▸ TASK INSTRUCTIONS
Output exactly the lines that run from the line with "pub type Result<T>" to the end of the material, both ends included, and no other lines.

▸ EXCERPTED DATA
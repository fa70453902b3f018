//! Common error types for aural services

use thiserror::Error;

/// Common result type for aural operations
pub type Result<T> = std::result::Result<T, Error>;

/// Common error types across aural binaries
#[derive(Error, Debug)]
pub enum Error {
    #[error("Database error: {0}")]
    Database(#[from] sqlx::Error),

    #[error("IO error: {0}")]
    Io(#[from] std::io::Error),

    #[error("Configuration error: {0}")]
    Config(String),

    #[error("Not found: {0}")]
    NotFound(String),

    #[error("Invalid input: {0}")]
    InvalidInput(String),

    #[error("Internal error: {0}")]
    Internal(String),
}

▸ RESULT OF THE TASK
pub type Result<T> = std::result::Result<T, Error>;

/// Common error types across aural binaries
#[derive(Error, Debug)]
pub enum Error {
    #[error("Database error: {0}")]
    Database(#[from] sqlx::Error),

    #[error("IO error: {0}")]
    Io(#[from] std::io::Error),

    #[error("Configuration error: {0}")]
    Config(String),

    #[error("Not found: {0}")]
    NotFound(String),

    #[error("Invalid input: {0}")]
    InvalidInput(String),

    #[error("Internal error: {0}")]
    Internal(String),
}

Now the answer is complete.